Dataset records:
★ ★ ★ ★ ★
use crate::task_list::{TaskListService, TaskListServiceError};
use crate::web::AppState;
use crate::web::api::{ApiError, ErrorResponse};
use axum::{
    Json, Router,
    extract::{State, rejection::JsonRejection},
    http::StatusCode,
    routing::get,
};
use chrono::{DateTime, Utc};
use serde::{Deserialize, Serialize};
use std::collections::BTreeMap;
use std::sync::Arc;
use taskometer_core::TaskList;
use utoipa::ToSchema;
use uuid::Uuid;

/// JSON representation of a TaskList for API responses.
#[derive(Debug, Serialize, Deserialize, ToSchema)]
pub struct TaskListJson {
    /// Unique identifier of the task list
    id: Uuid,
    /// Display name of the task list
    name: String,
    /// When the task list was created
    created_at: DateTime<Utc>,
    /// When the task list was last changed
    updated_at: DateTime<Utc>,
}

impl From<TaskList> for TaskListJson {
    fn from(list: TaskList) -> Self {
        Self {
            id: list.id,
            name: list.name,
            created_at: list.created_at,
            updated_at: list.updated_at,
        }
    }
}

/// API response for listing all task lists, keyed by task list id.
#[derive(Debug, Serialize, ToSchema)]
pub struct TaskListsResponse(BTreeMap<Uuid, TaskListJson>);

/// Request body for creating a task list.
#[derive(Debug, Deserialize, ToSchema)]
pub struct CreateTaskListRequest {
    /// Display name of the new task list
    name: Option<String>,
}

fn to_api_error(err: TaskListServiceError, message: &'static str) -> ApiError {
    match err {
        TaskListServiceError::Validation(err) => ApiError::Validation(err),
        other => ApiError::internal(message, other),
    }
}

/// Handler for POST /lists - Creates a task list.
#[tracing::instrument(skip(state))]
#[utoipa::path(
    post,
    path = "/lists",
    request_body = CreateTaskListRequest,
    responses(
        (status = 201, description = "Task list created", body = TaskListJson),
        (status = 400, description = "Missing or invalid name", body = ErrorResponse),
        (status = 500, description = "Internal server error", body = ErrorResponse)
    ),
    tag = "Task lists"
)]
pub async fn create_task_list_handler(
    State(state): State<Arc<AppState>>,
    payload: Result<Json<CreateTaskListRequest>, JsonRejection>,
) -> Result<(StatusCode, Json<TaskListJson>), ApiError> {
    let Json(request) = payload?;
    let name = request.name.ok_or(ApiError::InvalidAttribute)?;

    let list = TaskListService::new(state.store.as_ref())
        .create_list(name)
        .await
        .map_err(|err| to_api_error(err, "Failed to save task list"))?;

    Ok((StatusCode::CREATED, Json(TaskListJson::from(list))))
}

/// Handler for GET /lists - Returns every task list keyed by id.
#[tracing::instrument(skip(state))]
#[utoipa::path(
    get,
    path = "/lists",
    responses(
        (status = 200, description = "Successfully retrieved task lists", body = TaskListsResponse),
        (status = 500, description = "Internal server error", body = ErrorResponse)
    ),
    tag = "Task lists"
)]
pub async fn get_task_lists_handler(
    State(state): State<Arc<AppState>>,
) -> Result<Json<TaskListsResponse>, ApiError> {
    let index = TaskListService::new(state.store.as_ref())
        .get_index()
        .await
        .map_err(|err| to_api_error(err, "Failed to list task lists"))?;

    let lists = index
        .into_iter()
        .map(|(id, list)| (id, TaskListJson::from(list)))
        .collect();
    Ok(Json(TaskListsResponse(lists)))
}

/// Creates and returns the task lists API router.
pub fn create_api_router(state: Arc<AppState>) -> Router {
    Router::new()
        .route(
            "/lists",
            get(get_task_lists_handler).post(create_task_list_handler),
        )
        .with_state(state)
}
★ ★ ★ ★ ★
• [EXERCISE]:
Each line of the data is to be transcribed exactly, with nothing left out.

• [OUTPUT BELOW]:
use crate::task_list::{TaskListService, TaskListServiceError};
use crate::web::AppState;
use crate::web::api::{ApiError, ErrorResponse};
use axum::{
    Json, Router,
    extract::{State, rejection::JsonRejection},
    http::StatusCode,
    routing::get,
};
use chrono::{DateTime, Utc};
use serde::{Deserialize, Serialize};
use std::collections::BTreeMap;
use std::sync::Arc;
use taskometer_core::TaskList;
use utoipa::ToSchema;
use uuid::Uuid;

/// JSON representation of a TaskList for API responses.
#[derive(Debug, Serialize, Deserialize, ToSchema)]
pub struct TaskListJson {
    /// Unique identifier of the task list
    id: Uuid,
    /// Display name of the task list
    name: String,
    /// When the task list was created
    created_at: DateTime<Utc>,
    /// When the task list was last changed
    updated_at: DateTime<Utc>,
}

impl From<TaskList> for TaskListJson {
    fn from(list: TaskList) -> Self {
        Self {
            id: list.id,
            name: list.name,
            created_at: list.created_at,
            updated_at: list.updated_at,
        }
    }
}

/// API response for listing all task lists, keyed by task list id.
#[derive(Debug, Serialize, ToSchema)]
pub struct TaskListsResponse(BTreeMap<Uuid, TaskListJson>);

/// Request body for creating a task list.
#[derive(Debug, Deserialize, ToSchema)]
pub struct CreateTaskListRequest {
    /// Display name of the new task list
    name: Option<String>,
}

fn to_api_error(err: TaskListServiceError, message: &'static str) -> ApiError {
    match err {
        TaskListServiceError::Validation(err) => ApiError::Validation(err),
        other => ApiError::internal(message, other),
    }
}

/// Handler for POST /lists - Creates a task list.
#[tracing::instrument(skip(state))]
#[utoipa::path(
    post,
    path = "/lists",
    request_body = CreateTaskListRequest,
    responses(
        (status = 201, description = "Task list created", body = TaskListJson),
        (status = 400, description = "Missing or invalid name", body = ErrorResponse),
        (status = 500, description = "Internal server error", body = ErrorResponse)
    ),
    tag = "Task lists"
)]
pub async fn create_task_list_handler(
    State(state): State<Arc<AppState>>,
    payload: Result<Json<CreateTaskListRequest>, JsonRejection>,
) -> Result<(StatusCode, Json<TaskListJson>), ApiError> {
    let Json(request) = payload?;
    let name = request.name.ok_or(ApiError::InvalidAttribute)?;

    let list = TaskListService::new(state.store.as_ref())
        .create_list(name)
        .await
        .map_err(|err| to_api_error(err, "Failed to save task list"))?;

    Ok((StatusCode::CREATED, Json(TaskListJson::from(list))))
}

/// Handler for GET /lists - Returns every task list keyed by id.
#[tracing::instrument(skip(state))]
#[utoipa::path(
    get,
    path = "/lists",
    responses(
        (status = 200, description = "Successfully retrieved task lists", body = TaskListsResponse),
        (status = 500, description = "Internal server error", body = ErrorResponse)
    ),
    tag = "Task lists"
)]
pub async fn get_task_lists_handler(
    State(state): State<Arc<AppState>>,
) -> Result<Json<TaskListsResponse>, ApiError> {
    let index = TaskListService::new(state.store.as_ref())
        .get_index()
        .await
        .map_err(|err| to_api_error(err, "Failed to list task lists"))?;

    let lists = index
        .into_iter()
        .map(|(id, list)| (id, TaskListJson::from(list)))
        .collect();
    Ok(Json(TaskListsResponse(lists)))
}

/// Creates and returns the task lists API router.
pub fn create_api_router(state: Arc<AppState>) -> Router {
    Router::new()
        .route(
            "/lists",
            get(get_task_lists_handler).post(create_task_list_handler),
        )
        .with_state(state)
}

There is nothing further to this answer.